Revue des Traditions Populaires.
7e année. Tome VIII. - N°1. Janvier 1893.

Poule

Ravet1 ké Poule

Ravet ké Poulé té marié.
Oun jou, Poule dit Ravet : “Nous gagnin nou batis, faut nous travaille li. Dimain bon matin, nou ké léve grand bonhò et pis, nous ké pati.”
Ravet dit oui.
Quand poule prête, li appelé Ravet. Ravet sòti di sô boucan sô machouai marrée cou paquet bois. Li dit Poule : “Mô chè, laissé mô la case jòdi-là, mô malade.”
Poule allé la batis li oune sô.
Dipi lisoti, ravet metté tambou dérhò, (2) li commencé chanté :

“Tibidi badi badi
Bamban,
Tambou kalé la Sosso...
Poté bouteilles champagne, ho !
Tambou kalé la Sosso.
Tibidi badi badi
Bamban,
Tambou kalé la Sosso !”

Toutes ravets di vouésinage rivé ; yé toutes ka dansé. Dipi Ravet tendé quatre hò, li serré sô tambou, li renvoyé toute moune, et pis li allé couché, li marré so machouai. Poule rivé, li doumandé Ravet coment li fika. Ravet dit li ka souffri beaucoup.
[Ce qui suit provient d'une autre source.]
//! User model
//!
//! An account record with credentials and a role tag. Passwords are
//! stored and compared as plain text; hardening credential handling is
//! explicitly out of scope for this core.

use serde::{Deserialize, Serialize};
use std::fmt;

/// A registered user account
#[derive(Debug, Clone, PartialEq, Eq, Serialize, Deserialize)]
pub struct User {
    /// Unique identifier, assigned sequentially at registration
    pub id: u32,

    /// Display name
    #[serde(rename = "nome")]
    pub name: String,

    /// E-mail address (uniqueness is not enforced)
    pub email: String,

    /// Plaintext password
    pub password: String,

    /// Role tag, e.g. "user" or "admin" (not enforced anywhere)
    #[serde(rename = "perfil")]
    pub role: String,
}

impl User {
    /// Create a new user record
    pub fn new(
        id: u32,
        name: impl Into<String>,
        email: impl Into<String>,
        password: impl Into<String>,
        role: impl Into<String>,
    ) -> Self {
        Self {
            id,
            name: name.into(),
            email: email.into(),
            password: password.into(),
            role: role.into(),
        }
    }
}

impl fmt::Display for User {
    fn fmt(&self, f: &mut fmt::Formatter<'_>) -> fmt::Result {
        write!(f, "{} <{}>", self.name, self.email)
    }
}

#[cfg(test)]
mod tests {
    use super::*;

    #[test]
    fn test_new_user() {
        let user = User::new(1, "Ana", "ana@example.com", "segredo", "user");
        assert_eq!(user.id, 1);
        assert_eq!(user.name, "Ana");
        assert_eq!(user.role, "user");
        assert_eq!(user.to_string(), "Ana <ana@example.com>");
    }

    #[test]
    fn test_serialization_uses_wire_keys() {
        let user = User::new(2, "Rui", "rui@example.com", "1234", "admin");
        let value = serde_json::to_value(&user).unwrap();

        assert_eq!(value["id"], 2);
        assert_eq!(value["nome"], "Rui");
        assert_eq!(value["email"], "rui@example.com");
        assert_eq!(value["password"], "1234");
        assert_eq!(value["perfil"], "admin");

        let deserialized: User = serde_json::from_value(value).unwrap();
        assert_eq!(deserialized, user);
    }
}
Lendimain, Poule lévé pou allé la battis. Li dit Ravet: “To pou ka vini ké mô ?”
Ravet dit li trop malade.
Tous lé jous, Ravet té ka fait méme farce. Dipi Poule allé la battis, li ka sauté dérho : fioup ! li, ka batte tambou, li ka dansé, li ka chanté :

“Tibidi badi badi
Bamdan ” etc. etc.

Poule dit : “Ça trop fò ; mô crai Ravet ka foutan di mô !”

Lendimain, en place li pati pou yé batis, li serré sô cò dèyè case.
Ravet crai li allé la batis, li metté sô tambou dérhò, li coumencé chanté :

“Tibidi badi badi
Bamban ” etc. etc.

Toutes sô zamis ravets rivé.
Pendant dansé là té bien chaud, Poule sòti dèyè case. Li dit:
“nhan ! parsou !.. A cou ça tô malade ?.. Coquin ! tô pou ka foutan di mô encò !
Li tombé lassou bande ravet-yé-là. Ravet coumencé couri toutes côtés : chouii, chouiii ! Mé avant yé gain temps di : mô manman !... poule tué yé toutes, li mangé yé toutes.

A pou ça ou ka tendé di toute temps : “Ravet pou ka jamé gagnin réson divan la pòte poulailler.”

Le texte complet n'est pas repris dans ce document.